== Data for the task
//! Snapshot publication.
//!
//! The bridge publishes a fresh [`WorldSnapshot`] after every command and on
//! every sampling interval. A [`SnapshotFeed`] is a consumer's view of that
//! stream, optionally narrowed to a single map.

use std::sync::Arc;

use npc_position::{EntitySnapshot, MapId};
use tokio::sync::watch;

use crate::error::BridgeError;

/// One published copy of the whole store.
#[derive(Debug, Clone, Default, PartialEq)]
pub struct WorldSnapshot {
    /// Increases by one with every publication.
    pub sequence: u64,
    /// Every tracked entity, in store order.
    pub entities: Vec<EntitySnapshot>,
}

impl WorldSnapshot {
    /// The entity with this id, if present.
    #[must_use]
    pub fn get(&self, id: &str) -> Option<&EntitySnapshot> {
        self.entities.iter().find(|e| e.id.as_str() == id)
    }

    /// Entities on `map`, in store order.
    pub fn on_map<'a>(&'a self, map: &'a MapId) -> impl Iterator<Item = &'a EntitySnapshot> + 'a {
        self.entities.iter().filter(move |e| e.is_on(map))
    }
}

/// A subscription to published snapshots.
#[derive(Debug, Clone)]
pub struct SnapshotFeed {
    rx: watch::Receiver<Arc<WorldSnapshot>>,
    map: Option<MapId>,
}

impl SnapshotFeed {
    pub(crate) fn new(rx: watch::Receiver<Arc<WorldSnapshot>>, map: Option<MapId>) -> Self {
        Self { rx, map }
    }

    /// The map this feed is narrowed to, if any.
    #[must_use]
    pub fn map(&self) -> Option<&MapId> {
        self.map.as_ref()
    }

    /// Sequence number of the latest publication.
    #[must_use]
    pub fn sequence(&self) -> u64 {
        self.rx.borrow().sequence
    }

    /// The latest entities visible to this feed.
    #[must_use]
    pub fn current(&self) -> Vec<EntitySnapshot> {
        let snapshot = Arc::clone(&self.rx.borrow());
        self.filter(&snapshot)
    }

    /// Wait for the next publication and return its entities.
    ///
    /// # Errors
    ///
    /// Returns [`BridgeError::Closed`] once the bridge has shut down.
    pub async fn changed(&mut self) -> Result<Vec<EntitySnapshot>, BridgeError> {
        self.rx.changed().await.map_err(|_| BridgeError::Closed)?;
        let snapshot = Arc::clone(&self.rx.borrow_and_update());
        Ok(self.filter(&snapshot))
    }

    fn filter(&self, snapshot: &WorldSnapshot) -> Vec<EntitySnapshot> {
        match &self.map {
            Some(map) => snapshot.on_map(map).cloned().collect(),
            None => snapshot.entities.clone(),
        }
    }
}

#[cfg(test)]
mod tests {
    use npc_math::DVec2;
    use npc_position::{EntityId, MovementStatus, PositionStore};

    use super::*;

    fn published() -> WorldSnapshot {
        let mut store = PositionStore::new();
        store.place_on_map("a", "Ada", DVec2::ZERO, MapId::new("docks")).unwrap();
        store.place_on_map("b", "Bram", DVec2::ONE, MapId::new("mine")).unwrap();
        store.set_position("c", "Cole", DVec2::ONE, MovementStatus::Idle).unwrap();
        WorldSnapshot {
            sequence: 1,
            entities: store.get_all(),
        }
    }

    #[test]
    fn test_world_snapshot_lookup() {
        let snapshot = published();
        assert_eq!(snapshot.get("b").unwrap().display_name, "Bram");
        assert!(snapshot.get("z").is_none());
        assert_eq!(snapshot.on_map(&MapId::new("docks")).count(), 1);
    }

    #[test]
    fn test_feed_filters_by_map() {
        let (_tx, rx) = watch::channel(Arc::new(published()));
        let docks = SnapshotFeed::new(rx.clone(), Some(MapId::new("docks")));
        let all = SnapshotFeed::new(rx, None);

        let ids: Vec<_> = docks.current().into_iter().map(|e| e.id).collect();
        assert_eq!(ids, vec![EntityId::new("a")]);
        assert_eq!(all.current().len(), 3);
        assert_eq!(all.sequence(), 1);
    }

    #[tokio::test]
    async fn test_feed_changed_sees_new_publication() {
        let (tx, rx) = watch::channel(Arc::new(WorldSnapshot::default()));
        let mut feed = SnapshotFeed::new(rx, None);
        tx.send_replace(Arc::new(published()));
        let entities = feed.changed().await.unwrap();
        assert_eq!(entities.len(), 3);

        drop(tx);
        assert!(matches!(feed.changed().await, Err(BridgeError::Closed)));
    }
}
====
* Directions *
The material is to be written out again in full, with no word altered.

* Solution for this task *
//! Snapshot publication.
//!
//! The bridge publishes a fresh [`WorldSnapshot`] after every command and on
//! every sampling interval. A [`SnapshotFeed`] is a consumer's view of that
//! stream, optionally narrowed to a single map.

use std::sync::Arc;

use npc_position::{EntitySnapshot, MapId};
use tokio::sync::watch;

use crate::error::BridgeError;

/// One published copy of the whole store.
#[derive(Debug, Clone, Default, PartialEq)]
pub struct WorldSnapshot {
    /// Increases by one with every publication.
    pub sequence: u64,
    /// Every tracked entity, in store order.
    pub entities: Vec<EntitySnapshot>,
}

impl WorldSnapshot {
    /// The entity with this id, if present.
    #[must_use]
    pub fn get(&self, id: &str) -> Option<&EntitySnapshot> {
        self.entities.iter().find(|e| e.id.as_str() == id)
    }

    /// Entities on `map`, in store order.
    pub fn on_map<'a>(&'a self, map: &'a MapId) -> impl Iterator<Item = &'a EntitySnapshot> + 'a {
        self.entities.iter().filter(move |e| e.is_on(map))
    }
}

/// A subscription to published snapshots.
#[derive(Debug, Clone)]
pub struct SnapshotFeed {
    rx: watch::Receiver<Arc<WorldSnapshot>>,
    map: Option<MapId>,
}

impl SnapshotFeed {
    pub(crate) fn new(rx: watch::Receiver<Arc<WorldSnapshot>>, map: Option<MapId>) -> Self {
        Self { rx, map }
    }

    /// The map this feed is narrowed to, if any.
    #[must_use]
    pub fn map(&self) -> Option<&MapId> {
        self.map.as_ref()
    }

    /// Sequence number of the latest publication.
    #[must_use]
    pub fn sequence(&self) -> u64 {
        self.rx.borrow().sequence
    }

    /// The latest entities visible to this feed.
    #[must_use]
    pub fn current(&self) -> Vec<EntitySnapshot> {
        let snapshot = Arc::clone(&self.rx.borrow());
        self.filter(&snapshot)
    }

    /// Wait for the next publication and return its entities.
    ///
    /// # Errors
    ///
    /// Returns [`BridgeError::Closed`] once the bridge has shut down.
    pub async fn changed(&mut self) -> Result<Vec<EntitySnapshot>, BridgeError> {
        self.rx.changed().await.map_err(|_| BridgeError::Closed)?;
        let snapshot = Arc::clone(&self.rx.borrow_and_update());
        Ok(self.filter(&snapshot))
    }

    fn filter(&self, snapshot: &WorldSnapshot) -> Vec<EntitySnapshot> {
        match &self.map {
            Some(map) => snapshot.on_map(map).cloned().collect(),
            None => snapshot.entities.clone(),
        }
    }
}

#[cfg(test)]
mod tests {
    use npc_math::DVec2;
    use npc_position::{EntityId, MovementStatus, PositionStore};

    use super::*;

    fn published() -> WorldSnapshot {
        let mut store = PositionStore::new();
        store.place_on_map("a", "Ada", DVec2::ZERO, MapId::new("docks")).unwrap();
        store.place_on_map("b", "Bram", DVec2::ONE, MapId::new("mine")).unwrap();
        store.set_position("c", "Cole", DVec2::ONE, MovementStatus::Idle).unwrap();
        WorldSnapshot {
            sequence: 1,
            entities: store.get_all(),
        }
    }

    #[test]
    fn test_world_snapshot_lookup() {
        let snapshot = published();
        assert_eq!(snapshot.get("b").unwrap().display_name, "Bram");
        assert!(snapshot.get("z").is_none());
        assert_eq!(snapshot.on_map(&MapId::new("docks")).count(), 1);
    }

    #[test]
    fn test_feed_filters_by_map() {
        let (_tx, rx) = watch::channel(Arc::new(published()));
        let docks = SnapshotFeed::new(rx.clone(), Some(MapId::new("docks")));
        let all = SnapshotFeed::new(rx, None);

        let ids: Vec<_> = docks.current().into_iter().map(|e| e.id).collect();
        assert_eq!(ids, vec![EntityId::new("a")]);
        assert_eq!(all.current().len(), 3);
        assert_eq!(all.sequence(), 1);
    }

    #[tokio::test]
    async fn test_feed_changed_sees_new_publication() {
        let (tx, rx) = watch::channel(Arc::new(WorldSnapshot::default()));
        let mut feed = SnapshotFeed::new(rx, None);
        tx.send_replace(Arc::new(published()));
        let entities = feed.changed().await.unwrap();
        assert_eq!(entities.len(), 3);

        drop(tx);
        assert!(matches!(feed.changed().await, Err(BridgeError::Closed)));
    }
}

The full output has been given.